When it comes to auto companies that value dealers' opinions, General Motors is the best and the worst, according to the National Automobile Dealers Association Dealer Attitude Survey.
The semiannual survey found that Saturn is tops in manufacturer consideration of dealer input. On a scale of 1 to 10, Saturn ranked 9.2; Chevrolet came in dead last, at 3.7. GM brands hold the bottom five positions in that category: Oldsmobile scored 4; Cadillac, 3.9; and Pontiac and GMC tied at 3.8.
Bob Maguire, NADA representative for Saturn and owner of two Saturn stores and a Chevrolet dealership, said Saturn is proof GM can do things right. But he said GM has not applied that knowledge at its other divisions.

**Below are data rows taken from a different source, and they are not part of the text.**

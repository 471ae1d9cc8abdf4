use crate::TokenKind;

/// Errors produced by the token layer.
///
/// Reader errors carry the byte offset they were detected at. `Io` only
/// occurs on the writer side.
#[derive(Debug, thiserror::Error)]
pub enum StreamError {
    #[error("unexpected end of input at offset {0}")]
    UnexpectedEnd(usize),

    #[error("unexpected character `{found}` at offset {at}")]
    UnexpectedCharacter { found: char, at: usize },

    #[error("expected {expected} but found {found} at offset {at}")]
    UnexpectedToken {
        expected: TokenKind,
        found: TokenKind,
        at: usize,
    },

    #[error("malformed number `{text}` at offset {at}")]
    NumberFormat { text: String, at: usize },

    #[error("malformed string escape at offset {0}")]
    BadEscape(usize),

    #[error("reader is not positioned inside an object or array")]
    NotInContainer,

    #[error("invalid stream state: {0}")]
    InvalidState(&'static str),

    #[error(transparent)]
    Io(#[from] std::io::Error),
}
//! Emission of the flattened concrete struct for one class.
//!
//! Every field slot except primitives is `Option`al: absence is a real
//! state on the wire (key omitted, or value null), so the struct carries
//! it. Primitives have no absence state and stay bare.

use proc_macro2::TokenStream;
use quote::{format_ident, quote};

use crate::model::{ClassName, Primitive, ResolvedField, TypeDesc};

pub(crate) fn struct_tokens(name: &ClassName, fields: &[ResolvedField]) -> TokenStream {
    let ident = name.ident();
    let field_defs = fields.iter().map(|field| {
        let field_ident = format_ident!("{}", field.ident);
        let slot = field_slot_tokens(&field.ty);
        quote! { pub #field_ident: #slot }
    });
    quote! {
        #[derive(Clone, Debug, Default, PartialEq)]
        pub struct #ident {
            #(#field_defs,)*
        }
    }
}

/// The type of the struct slot holding this field.
pub(crate) fn field_slot_tokens(ty: &TypeDesc) -> TokenStream {
    match ty {
        TypeDesc::Primitive(_) => value_type_tokens(ty),
        _ => {
            let value = value_type_tokens(ty);
            quote!(::core::option::Option<#value>)
        }
    }
}

/// The Rust value type a resolved descriptor renders to.
pub(crate) fn value_type_tokens(ty: &TypeDesc) -> TokenStream {
    match ty {
        TypeDesc::Primitive(Primitive::Bool) => quote!(bool),
        TypeDesc::Primitive(Primitive::Int) => quote!(i32),
        TypeDesc::Primitive(Primitive::Long) => quote!(i64),
        TypeDesc::Primitive(Primitive::Double) => quote!(f64),
        TypeDesc::Str => quote!(::std::string::String),
        TypeDesc::List(elem) => {
            let inner = value_type_tokens(elem);
            quote!(::std::vec::Vec<#inner>)
        }
        TypeDesc::Map(value) => {
            let inner = value_type_tokens(value);
            quote!(::std::collections::HashMap<::std::string::String, #inner>)
        }
        TypeDesc::Object { name, args } => {
            let ident = name.ident();
            if args.is_empty() {
                quote!(#ident)
            } else {
                let args = args.iter().map(value_type_tokens);
                quote!(#ident<#(#args),*>)
            }
        }
        // Callers validate concreteness before emission; rendering the
        // bare variable makes any slip a host-side compile error.
        TypeDesc::Var(var) => {
            let ident = format_ident!("{}", var);
            quote!(#ident)
        }
    }
}
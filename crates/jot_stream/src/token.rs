use core::fmt;

/// The kind of the next token a [`JsonReader`](crate::JsonReader) will
/// produce.
///
/// `Name` is only reported inside an object, between entries; everywhere
/// else the reader reports value kinds.
#[derive(Debug, Clone, Copy, PartialEq, Eq)]
pub enum TokenKind {
    BeginObject,
    EndObject,
    BeginArray,
    EndArray,
    Name,
    Str,
    Number,
    Bool,
    Null,
}

impl fmt::Display for TokenKind {
    fn fmt(&self, f: &mut fmt::Formatter<'_>) -> fmt::Result {
        let text = match self {
            Self::BeginObject => "begin-object",
            Self::EndObject => "end-object",
            Self::BeginArray => "begin-array",
            Self::EndArray => "end-array",
            Self::Name => "name",
            Self::Str => "string",
            Self::Number => "number",
            Self::Bool => "boolean",
            Self::Null => "null",
        };
        f.write_str(text)
    }
}
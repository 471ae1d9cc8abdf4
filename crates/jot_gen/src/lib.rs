//! Build-time synthesis of streaming JSON adapters.
//!
//! The host hands this crate the classes it discovered ([`ClassDecl`]
//! values over the [`TypeDesc`] descriptor model); [`discover`] validates
//! them and seals the set of supported types; [`AdapterSynthesizer`] then
//! emits, per class, a flattened concrete struct and an `Adapter`
//! implementation against the runtime crates. Fields inherited from
//! generic ancestors are resolved to concrete types before any code is
//! emitted.
//!
//! The passes are strictly batch and two-phase: synthesis decisions
//! (direct call vs. delegation through the runtime adapter registry)
//! depend on the complete, closed set of supported types, so the registry
//! never changes once synthesis begins.
//!
//! ```
//! use jot_gen::{
//!     AdapterSynthesizer, ClassDecl, FieldDecl, GenConfig, TypeDesc, discover,
//! };
//!
//! let decls = vec![
//!     ClassDecl::new("Video")
//!         .with_field(FieldDecl::new("title", TypeDesc::Str)),
//!     ClassDecl::new("Factory")
//!         .with_type_params(&["T"])
//!         .with_field(FieldDecl::new("data", TypeDesc::var("T"))),
//!     ClassDecl::new("VideoFactory").marked().extending(TypeDesc::object(
//!         "Factory",
//!         vec![TypeDesc::object("Video", Vec::new())],
//!     )),
//! ];
//!
//! let discovery = discover(decls, GenConfig::default());
//! assert!(discovery.rejected.is_empty());
//!
//! let output = AdapterSynthesizer::new(&discovery.context).synthesize_all();
//! assert!(output.failures.is_empty());
//! assert_eq!(output.items.len(), 2); // Video and VideoFactory
//! ```

mod error;
pub mod model;
mod path;
pub mod registry;
pub mod resolve;
pub mod synth;

pub use error::GenError;
pub use model::{ClassDecl, ClassName, DeclModel, FieldDecl, Primitive, ResolvedField, TypeDesc};
pub use registry::{Discovery, GenConfig, GenContext, SupportedTypes, discover};
pub use synth::{AdapterSynthesizer, SynthesisOutput};
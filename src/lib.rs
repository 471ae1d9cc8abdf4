#![doc = include_str!("../README.md")]
#![cfg_attr(docsrs, feature(doc_cfg))]

pub use jot_adapt as adapt;
pub use jot_gen as codegen;
pub use jot_stream as stream;
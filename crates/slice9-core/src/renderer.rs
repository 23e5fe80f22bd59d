//! Panel renderer: executes a slice plan against a backend.

use slice9_types::backend::{SdiBackend, TextureId};
use slice9_types::error::RenderError;
use slice9_types::geometry::{Rect, Size};

use crate::insets::{BorderInsets, FillMode};
use crate::planner::plan;

/// Draw a 9-slice panel.
///
/// Plans the copies for `dest` and issues them in order. The first failed
/// copy aborts the pass; whatever was already drawn stays on the surface.
/// Returns the number of copies issued.
pub fn render_panel(
    backend: &mut dyn SdiBackend,
    texture: TextureId,
    source: Size,
    insets: BorderInsets,
    dest: Rect,
    fill: FillMode,
) -> Result<usize, RenderError> {
    let instructions = plan(source, insets, dest, fill)?;
    log::debug!(
        "panel {}x{} at ({}, {}) {:?}: {} copies",
        dest.w,
        dest.h,
        dest.x,
        dest.y,
        fill,
        instructions.len()
    );

    for (index, ins) in instructions.iter().enumerate() {
        if let Err(err) = backend.copy_region(texture, ins.src, ins.dst) {
            log::warn!(
                "copy {index}/{} {:?} -> {:?} failed: {err}",
                instructions.len(),
                ins.src,
                ins.dst
            );
            return Err(RenderError::Copy { index, source: err });
        }
    }
    Ok(instructions.len())
}
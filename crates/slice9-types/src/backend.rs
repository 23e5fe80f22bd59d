//! Backend trait definitions.
//!
//! Every platform implements these traits. The planner and the panel
//! renderer dispatch all drawing through `SdiBackend` and never call
//! platform-specific APIs.

use crate::color::Color;
use crate::error::{CopyError, Result};
use crate::geometry::Rect;
use crate::input::InputEvent;

/// Opaque handle to a loaded texture in the backend.
#[derive(Debug, Clone, Copy, PartialEq, Eq, Hash)]
pub struct TextureId(pub u64);

/// Rendering backend trait.
///
/// Two implementations ship with the workspace: SDL2 (desktop/Pi) and a
/// software RGBA framebuffer (headless rendering and screenshots).
pub trait SdiBackend {
    /// Initialize the rendering subsystem.
    fn init(&mut self, width: u32, height: u32) -> Result<()>;

    /// Clear the surface to a solid color.
    fn clear(&mut self, color: Color) -> Result<()>;

    /// Set the logical drawing resolution.
    ///
    /// Backends that scale their output map this resolution onto the
    /// physical surface. The default does nothing.
    fn set_logical_size(&mut self, _width: u32, _height: u32) -> Result<()> {
        Ok(())
    }

    /// Upload an RGBA8 image and return a handle to it.
    fn load_texture(&mut self, width: u32, height: u32, rgba_data: &[u8]) -> Result<TextureId>;

    /// Release a texture. Unknown handles are ignored.
    fn destroy_texture(&mut self, tex: TextureId) -> Result<()>;

    /// Copy `src` of `tex` onto `dst` of the surface.
    ///
    /// A 1:1 copy when the rects share a size, a scaled copy otherwise.
    /// Destination pixels outside the surface are clipped. A source rect
    /// that doesn't lie inside the texture is an error.
    fn copy_region(&mut self, tex: TextureId, src: Rect, dst: Rect)
    -> std::result::Result<(), CopyError>;

    /// Present the frame.
    fn swap_buffers(&mut self) -> Result<()>;

    /// Read back RGBA pixels from the surface.
    fn read_pixels(&self, x: i32, y: i32, w: u32, h: u32) -> Result<Vec<u8>>;

    /// Shut down the rendering subsystem.
    fn shutdown(&mut self) -> Result<()>;
}

/// Input backend trait.
///
/// Maps platform-specific input to the platform-agnostic `InputEvent` enum.
pub trait InputBackend {
    /// Drain all pending events.
    fn poll_events(&mut self) -> Vec<InputEvent>;
}
//! Error types for slice9.

use std::io;

/// The slice geometry cannot be computed for the supplied parameters.
///
/// These are caller programming errors: the planner never clamps its way
/// around them.
#[derive(Debug, Clone, PartialEq, Eq, thiserror::Error)]
pub enum GeometryError {
    #[error(
        "insets exceed source image: left {left} + right {right} vs width {width}, \
         top {top} + bottom {bottom} vs height {height}"
    )]
    InvalidInsets {
        top: u32,
        bottom: u32,
        left: u32,
        right: u32,
        width: u32,
        height: u32,
    },

    #[error("destination has negative extent: {w}x{h}")]
    NegativeDestination { w: i32, h: i32 },

    #[error("{0} exceeds the i32 coordinate range")]
    Overflow(&'static str),
}

/// The pixel-copy primitive failed.
#[derive(Debug, Clone, PartialEq, Eq, thiserror::Error)]
#[error("copy failed: {0}")]
pub struct CopyError(pub String);

/// A panel render pass was aborted.
#[derive(Debug, thiserror::Error)]
pub enum RenderError {
    #[error("geometry error: {0}")]
    Geometry(#[from] GeometryError),

    #[error("copy {index} failed: {source}")]
    Copy {
        index: usize,
        #[source]
        source: CopyError,
    },

    #[error("backend call failed")]
    Backend(#[source] Box<Slice9Error>),
}

/// Errors produced by the slice9 framework.
#[derive(Debug, thiserror::Error)]
pub enum Slice9Error {
    #[error("backend error: {0}")]
    Backend(String),

    #[error("config error: {0}")]
    Config(String),

    #[error("image error: {0}")]
    Image(String),

    #[error("I/O error: {0}")]
    Io(#[from] io::Error),

    #[error("TOML parse error: {0}")]
    TomlParse(#[from] toml::de::Error),

    #[error(transparent)]
    Geometry(#[from] GeometryError),

    #[error(transparent)]
    Render(#[from] RenderError),
}

/// Convenience alias.
pub type Result<T> = std::result::Result<T, Slice9Error>;
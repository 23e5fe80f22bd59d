use slice9_core::PanelScene;
use slice9_core::input::InputEvent;

/// Result of handling a single input event.
#[derive(Debug, Clone, Copy, PartialEq, Eq)]
pub enum InputResult {
    Continue,
    Quit,
}

/// Handle one event: quit or any key ends the session, a resize
/// re-lays out the scene.
pub fn handle_event(event: &InputEvent, scene: &mut PanelScene) -> InputResult {
    match event {
        InputEvent::Resized { width, height } => {
            scene.resize(*width, *height);
            InputResult::Continue
        },
        e if e.is_exit() => {
            log::info!("Exit requested ({e:?})");
            InputResult::Quit
        },
        _ => InputResult::Continue,
    }
}
//! Skin image decoding.
//!
//! Skins are PNG files. Every PNG color type and bit depth is normalized to
//! 8-bit RGBA, the format `SdiBackend::load_texture` expects.

use std::io::Cursor;
use std::path::Path;

use slice9_types::backend::{SdiBackend, TextureId};
use slice9_types::error::{Result, Slice9Error};
use slice9_types::geometry::Size;

/// A decoded RGBA8 image.
#[derive(Debug, Clone, PartialEq, Eq)]
pub struct SourceImage {
    pub width: u32,
    pub height: u32,
    pub rgba: Vec<u8>,
}

impl SourceImage {
    /// Wrap raw RGBA8 pixels, checking the buffer length.
    pub fn from_rgba(width: u32, height: u32, rgba: Vec<u8>) -> Result<Self> {
        let expected = width as usize * height as usize * 4;
        if rgba.len() != expected {
            return Err(Slice9Error::Image(format!(
                "pixel data size mismatch: expected {expected}, got {}",
                rgba.len()
            )));
        }
        Ok(Self {
            width,
            height,
            rgba,
        })
    }

    /// Decode a PNG file.
    pub fn load(path: &Path) -> Result<Self> {
        let bytes = std::fs::read(path)?;
        let image = Self::from_png_bytes(&bytes)
            .map_err(|e| Slice9Error::Image(format!("{}: {e}", path.display())))?;
        log::info!(
            "Loaded image {} ({}x{})",
            path.display(),
            image.width,
            image.height
        );
        Ok(image)
    }

    /// Decode PNG bytes.
    pub fn from_png_bytes(bytes: &[u8]) -> Result<Self> {
        let mut decoder = png::Decoder::new(Cursor::new(bytes));
        decoder.set_transformations(png::Transformations::normalize_to_color8());
        let mut reader = decoder.read_info().map_err(image_err)?;
        let mut buf = vec![0; reader.output_buffer_size()];
        let info = reader.next_frame(&mut buf).map_err(image_err)?;
        buf.truncate(info.buffer_size());

        let rgba = match info.color_type {
            png::ColorType::Rgba => buf,
            png::ColorType::Rgb => buf
                .chunks_exact(3)
                .flat_map(|p| [p[0], p[1], p[2], 255])
                .collect(),
            png::ColorType::GrayscaleAlpha => buf
                .chunks_exact(2)
                .flat_map(|p| [p[0], p[0], p[0], p[1]])
                .collect(),
            png::ColorType::Grayscale => buf.iter().flat_map(|&v| [v, v, v, 255]).collect(),
            png::ColorType::Indexed => {
                return Err(Slice9Error::Image(
                    "indexed PNG was not expanded".to_string(),
                ));
            }
        };
        Self::from_rgba(info.width, info.height, rgba)
    }

    pub fn size(&self) -> Size {
        Size::new(self.width, self.height)
    }

    /// Upload the pixels to a backend.
    pub fn upload(&self, backend: &mut dyn SdiBackend) -> Result<TextureId> {
        backend.load_texture(self.width, self.height, &self.rgba)
    }
}

fn image_err(e: png::DecodingError) -> Slice9Error {
    Slice9Error::Image(e.to_string())
}
//! Nine-patch (9-slice) skins.

use slice9_types::backend::{SdiBackend, TextureId};
use slice9_types::error::{GeometryError, RenderError};
use slice9_types::geometry::{Rect, Size};

use crate::insets::{BorderInsets, FillMode};
use crate::renderer::render_panel;

/// Nine-patch definition for a loaded texture.
///
/// The texture is divided into a 3x3 grid. Corners render at fixed size,
/// edges stretch or tile in one dimension, and the center in both.
#[derive(Debug, Clone, Copy, PartialEq, Eq)]
pub struct NinePatch {
    pub texture: TextureId,
    pub source: Size,
    pub insets: BorderInsets,
}

impl NinePatch {
    /// Bind insets to an uploaded texture, rejecting insets that don't fit.
    pub fn new(
        texture: TextureId,
        source: Size,
        insets: BorderInsets,
    ) -> Result<Self, GeometryError> {
        insets.validate(source)?;
        Ok(Self {
            texture,
            source,
            insets,
        })
    }

    /// Draw the nine-patch into `dest`.
    pub fn draw(
        &self,
        backend: &mut dyn SdiBackend,
        dest: Rect,
        fill: FillMode,
    ) -> Result<usize, RenderError> {
        render_panel(backend, self.texture, self.source, self.insets, dest, fill)
    }
}
//! Foundation types and traits for slice9.
//!
//! This crate contains the platform-agnostic types shared by all slice9
//! crates: integer geometry, colors, input events, backend trait
//! definitions, and error types.

pub mod backend;
pub mod color;
pub mod error;
pub mod geometry;
pub mod input;
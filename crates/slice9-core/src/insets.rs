//! Border insets and fill modes.

use serde::{Deserialize, Serialize};

use slice9_types::error::GeometryError;
use slice9_types::geometry::Size;

/// Unscaled border thickness on each side of a source image, in source pixels.
#[derive(Debug, Clone, Copy, PartialEq, Eq, Hash, Default, Serialize, Deserialize)]
pub struct BorderInsets {
    pub top: u32,
    pub bottom: u32,
    pub left: u32,
    pub right: u32,
}

impl BorderInsets {
    pub const fn new(top: u32, bottom: u32, left: u32, right: u32) -> Self {
        Self {
            top,
            bottom,
            left,
            right,
        }
    }

    /// Same inset on all four sides.
    pub const fn uniform(inset: u32) -> Self {
        Self::new(inset, inset, inset, inset)
    }

    /// `left + right`, without overflow.
    pub const fn horizontal(&self) -> u64 {
        self.left as u64 + self.right as u64
    }

    /// `top + bottom`, without overflow.
    pub const fn vertical(&self) -> u64 {
        self.top as u64 + self.bottom as u64
    }

    /// Check that the insets leave a non-negative center on `source`.
    pub fn validate(&self, source: Size) -> Result<(), GeometryError> {
        if self.horizontal() > source.w as u64 || self.vertical() > source.h as u64 {
            return Err(GeometryError::InvalidInsets {
                top: self.top,
                bottom: self.bottom,
                left: self.left,
                right: self.right,
                width: source.w,
                height: source.h,
            });
        }
        Ok(())
    }
}

/// How the scalable bands fill their destination extent.
#[derive(Debug, Clone, Copy, PartialEq, Eq, Hash, Default, Serialize, Deserialize)]
#[serde(rename_all = "lowercase")]
pub enum FillMode {
    /// One scaled copy per band.
    #[default]
    Stretch,
    /// Unscaled copies tiled across the band, last tile clamped.
    Repeat,
}
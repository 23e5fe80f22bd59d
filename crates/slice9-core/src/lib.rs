//! slice9-core: 9-slice panel rendering built on `SdiBackend`.
//!
//! The planner turns a source image size, border insets, a destination
//! rectangle and a fill mode into an ordered list of copy instructions.
//! The renderer executes those instructions against a backend. Everything
//! here is platform-agnostic; windows, textures and pixel copies live
//! behind the backend traits.

pub mod axis;
pub mod config;
pub mod image;
pub mod insets;
pub mod nine_patch;
pub mod planner;
pub mod renderer;
pub mod scene;

pub use slice9_types::backend;
pub use slice9_types::color;
pub use slice9_types::error;
pub use slice9_types::geometry;
pub use slice9_types::input;

#[cfg(test)]
pub(crate) mod test_utils;

pub use axis::{Band, BandKind, SliceAxis, Span};
pub use config::AppConfig;
pub use image::SourceImage;
pub use insets::{BorderInsets, FillMode};
pub use nine_patch::NinePatch;
pub use planner::{Cell, CopyInstruction, plan};
pub use renderer::render_panel;
pub use scene::PanelScene;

'It's an interesting, complex situation,' said Maguire, whose stores are in the Trenton, N.J., area. He retails 1,500 new Saturns and 500 new Chevrolets annually.
'A lot of people employed at Saturn came from other GM entities. How can they be fairer than those who work at Chevrolet? It's the Saturn culture. They make dealers feel like they are a partner. They seek input and they implement it.'
The survey measures how dealers feel about their manufacturers in several areas:
Factory consideration of dealer input
Fairness of policies
Helpfulness of factory personnel.
The industry is getting better at listening to dealers. The industry average is 4.8, up from 4.6 in the previous survey.
Tom Keery, chairman of NADA's Industry Relations Committee and owner of Frost Motors Inc. (Cadillac-Nissan) in Newton, Mass., said the committee has found that manufacturer consideration of dealer input has great impact on how dealers rate manufacturers in other areas.
For instance, Chevrolet is last in consideration of dealer input, last in fairness of policies, and fourth from the bottom in helpfulness of factory personnel.
Saturn, on the other hand, is first in fairness of policies and in consideration of dealer opinion. 'We never see a dealer rank the manufacturer low in terms of value when he ranks it high in terms of dealer input; the converse is true,' Keery said.
A REFLECTION OF TURMOIL
Keery said the survey reflects which manufacturers are struggling with change at the corporate and retail levels.
GM, for instance, is reducing and realigning its dealer network. That program does not include Saturn.
Nissan, which scored just above Oldsmobile in terms of manufacturer consideration of dealer input, is trying to stem sliding sales and market share.